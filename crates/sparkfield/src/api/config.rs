use serde::{Deserialize, Serialize};

/// Configuration for a `SparkManager`, provided by the host.
/// Missing JSON fields fall back to the defaults.
#[derive(Debug, Clone, PartialEq, Serialize, Deserialize)]
#[serde(default)]
pub struct SparkConfig {
    /// Seed for every random draw (property randomization, swade drift).
    pub seed: u64,
    /// Pre-allocated capacity of the live spark collection (default: 256).
    pub initial_capacity: usize,
}

impl Default for SparkConfig {
    fn default() -> Self {
        Self {
            seed: 42,
            initial_capacity: 256,
        }
    }
}

impl SparkConfig {
    /// Parse a config from a JSON string.
    pub fn from_json(json: &str) -> Result<Self, serde_json::Error> {
        serde_json::from_str(json)
    }

    pub fn with_seed(mut self, seed: u64) -> Self {
        self.seed = seed;
        self
    }
}
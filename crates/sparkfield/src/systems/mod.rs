pub mod sparks;
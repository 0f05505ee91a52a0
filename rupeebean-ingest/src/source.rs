//! A statement file on disk with memoized reads.
//!
//! Identification and extraction both look at the same file; each reader
//! result is computed once per [`SourceFile`].

use std::cell::{OnceCell, RefCell};
use std::collections::HashMap;
use std::fs;
use std::path::{Path, PathBuf};
use std::rc::Rc;

use anyhow::{Context, Result};
use rupeebean_core::layout::{document_text, PageLayout};

use crate::{pdf, sheet};

pub type Pages = Rc<Vec<PageLayout>>;
pub type Grid = Rc<Vec<Vec<String>>>;

#[derive(Debug)]
pub struct SourceFile {
    path: PathBuf,
    text: OnceCell<String>,
    layouts: RefCell<HashMap<Option<String>, Pages>>,
    sheets: RefCell<HashMap<usize, Grid>>,
}

impl SourceFile {
    pub fn new(path: impl Into<PathBuf>) -> Self {
        Self {
            path: path.into(),
            text: OnceCell::new(),
            layouts: RefCell::new(HashMap::new()),
            sheets: RefCell::new(HashMap::new()),
        }
    }

    pub fn path(&self) -> &Path {
        &self.path
    }

    /// File name without directories.
    pub fn name(&self) -> String {
        self.path
            .file_name()
            .map(|n| n.to_string_lossy().into_owned())
            .unwrap_or_default()
    }

    pub fn extension(&self) -> Option<String> {
        self.path
            .extension()
            .map(|e| e.to_string_lossy().to_ascii_lowercase())
    }

    /// MIME type guessed from the extension.
    pub fn mime_type(&self) -> Option<&'static str> {
        let mime = match self.extension()?.as_str() {
            "pdf" => "application/pdf",
            "csv" => "text/csv",
            "html" | "htm" => "text/html",
            "txt" => "text/plain",
            "xls" => "application/vnd.ms-excel",
            "xlsx" => "application/vnd.openxmlformats-officedocument.spreadsheetml.sheet",
            "docx" => "application/vnd.openxmlformats-officedocument.wordprocessingml.document",
            _ => return None,
        };
        Some(mime)
    }

    /// Whole file as text (lossy UTF-8, BOM stripped).
    pub fn text(&self) -> Result<&str> {
        if let Some(t) = self.text.get() {
            return Ok(t);
        }
        let raw = fs::read(&self.path).with_context(|| format!("read {}", self.path.display()))?;
        let decoded = String::from_utf8_lossy(&raw);
        let body = decoded.strip_prefix('\u{feff}').unwrap_or(&decoded).to_string();
        Ok(self.text.get_or_init(|| body))
    }

    /// PDF pages, decrypted with `password` when given.
    pub fn pages(&self, password: Option<&str>) -> Result<Pages> {
        let key = password.map(str::to_string);
        if let Some(pages) = self.layouts.borrow().get(&key) {
            return Ok(Rc::clone(pages));
        }
        let pages = Rc::new(pdf::load_layout(&self.path, password)?);
        self.layouts.borrow_mut().insert(key, Rc::clone(&pages));
        Ok(pages)
    }

    /// Text of every PDF page, for grepping.
    pub fn pdf_text(&self, password: Option<&str>) -> Result<String> {
        Ok(document_text(&self.pages(password)?))
    }

    /// Worksheet `index` of a spreadsheet.
    pub fn sheet(&self, index: usize) -> Result<Grid> {
        if let Some(grid) = self.sheets.borrow().get(&index) {
            return Ok(Rc::clone(grid));
        }
        let grid = Rc::new(sheet::read_sheet(&self.path, index)?);
        self.sheets.borrow_mut().insert(index, Rc::clone(&grid));
        Ok(grid)
    }
}

#[cfg(test)]
mod tests {
    use super::*;

    #[test]
    fn test_text_strips_bom_and_memoizes() {
        let dir = tempfile::tempdir().unwrap();
        let p = dir.path().join("stmt.csv");
        fs::write(&p, "\u{feff}DATE,MODE\n").unwrap();
        let f = SourceFile::new(&p);
        assert_eq!(f.text().unwrap(), "DATE,MODE\n");
        fs::write(&p, "changed").unwrap();
        assert_eq!(f.text().unwrap(), "DATE,MODE\n");
    }

    #[test]
    fn test_name_and_mime_type() {
        let f = SourceFile::new("/tmp/statements/2024-01-02.Statement.PDF");
        assert_eq!(f.name(), "2024-01-02.Statement.PDF");
        assert_eq!(f.mime_type(), Some("application/pdf"));
        assert_eq!(SourceFile::new("mail.html").mime_type(), Some("text/html"));
        assert_eq!(SourceFile::new("a.xls").mime_type(), Some("application/vnd.ms-excel"));
        assert_eq!(SourceFile::new("noext").mime_type(), None);
    }

    #[test]
    fn test_missing_file_errors() {
        let f = SourceFile::new("/definitely/not/here.csv");
        assert!(f.text().is_err());
        assert!(f.pages(None).is_err());
    }
}
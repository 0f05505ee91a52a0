//! ICICI savings statement sent by e-mail (password-protected PDF).
//!
//! Transactions sit between the `DATE MODE PARTICULARS ...` header line and
//! a `Total:` footer, separated by horizontal rules.

use std::sync::OnceLock;

use anyhow::{Context, Result};
use regex::Regex;
use rust_decimal::Decimal;
use tracing::info;

use rupeebean_core::layout::PageLayout;
use rupeebean_core::ledger::Directive;
use rupeebean_core::parse::{is_blank, parse_amount, parse_date_fuzzy, DateOrder};
use rupeebean_core::table::{extract_table, ColumnSpec, RowBreak, TableSpec};

use crate::importer::{running_balances, Importer};
use crate::parsers::{first_page_contains_all, masked_account, source_of};
use crate::source::SourceFile;
use crate::types::StatementRow;

pub const HEADER: &str = "DATE MODE PARTICULARS DEPOSITS WITHDRAWALS BALANCE";

pub struct IciciSavingsEmailImporter {
    account_number: String,
    name_in_file: String,
    password: String,
    account: String,
}

impl IciciSavingsEmailImporter {
    pub fn new(
        account_number: impl Into<String>,
        name_in_file: impl Into<String>,
        password: impl Into<String>,
        account: impl Into<String>,
    ) -> Self {
        Self {
            account_number: account_number.into(),
            name_in_file: name_in_file.into(),
            password: password.into(),
            account: account.into(),
        }
    }
}

fn footer_re() -> &'static Regex {
    static RE: OnceLock<Regex> = OnceLock::new();
    RE.get_or_init(|| Regex::new(r"^Total:[ \d,.]+$").expect("icici footer regex"))
}

pub fn table_spec() -> TableSpec {
    TableSpec::new(HEADER.split(' ').map(ColumnSpec::new).collect())
        .with_row_break(RowBreak::Rules { min_width: 100.0 })
        .with_footer(footer_re().clone())
}

/// Every ruled row, including those that move no money (`B/F`).
#[derive(Debug, Clone, PartialEq)]
pub struct LedgerLine {
    pub row: StatementRow,
    pub moves_money: bool,
}

pub fn parse_lines(pages: &[PageLayout]) -> Result<Vec<LedgerLine>> {
    let mut out = Vec::new();
    for page in pages {
        if page.lines().iter().all(|l| l.text().trim() != HEADER) {
            info!(page = page.number, "no transaction header on page");
            continue;
        }
        let table = extract_table(std::slice::from_ref(page), &table_spec())?;
        for row in &table.rows {
            let Some(date) = parse_date_fuzzy(table.get(row, "DATE"), DateOrder::DayFirst) else {
                continue;
            };
            let deposit = table.get(row, "DEPOSITS");
            let withdrawal = table.get(row, "WITHDRAWALS");
            let moves_money = !is_blank(deposit) || !is_blank(withdrawal);
            let amount = if !is_blank(withdrawal) {
                -parse_amount(withdrawal).with_context(|| format!("withdrawal on {date}"))?
            } else if !is_blank(deposit) {
                parse_amount(deposit).with_context(|| format!("deposit on {date}"))?
            } else {
                Decimal::ZERO
            };
            let balance = parse_amount(table.get(row, "BALANCE")).ok();
            out.push(LedgerLine {
                row: StatementRow::new(date, table.get(row, "PARTICULARS"), amount)
                    .with_balance(balance),
                moves_money,
            });
        }
    }
    Ok(out)
}

pub fn parse_rows(pages: &[PageLayout]) -> Result<Vec<StatementRow>> {
    Ok(parse_lines(pages)?
        .into_iter()
        .filter(|l| l.moves_money)
        .map(|l| l.row)
        .collect())
}

impl Importer for IciciSavingsEmailImporter {
    fn name(&self) -> &str {
        "icici_savings_email"
    }

    fn identify(&self, file: &SourceFile) -> bool {
        let masked = masked_account(&self.account_number, self.account_number.len().saturating_sub(4));
        first_page_contains_all(file, Some(&self.password), &[&masked, &self.name_in_file])
    }

    fn extract(&self, file: &SourceFile) -> Result<Vec<Directive>> {
        let source = source_of(file);
        let document = file.name();
        Ok(parse_rows(&file.pages(Some(&self.password))?)?
            .into_iter()
            .enumerate()
            .map(|(i, r)| {
                r.into_transaction(&self.account, &source, i, Some(&document))
                    .into()
            })
            .collect())
    }

    fn file_account(&self, _file: &SourceFile) -> Result<String> {
        Ok(self.account.clone())
    }

    /// B/F lines count here: they carry the opening balance.
    fn balances(&self, file: &SourceFile) -> Result<Vec<Directive>> {
        let rows: Vec<StatementRow> = parse_lines(&file.pages(Some(&self.password))?)?
            .into_iter()
            .map(|l| l.row)
            .collect();
        Ok(running_balances(&rows, &self.account, &source_of(file)))
    }
}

════

PROBLEM TO WORK ON
Pull out each line of the entries that contains "SparkConfig".

ANSWER SECTION
pub struct SparkConfig {
impl Default for SparkConfig {
impl SparkConfig {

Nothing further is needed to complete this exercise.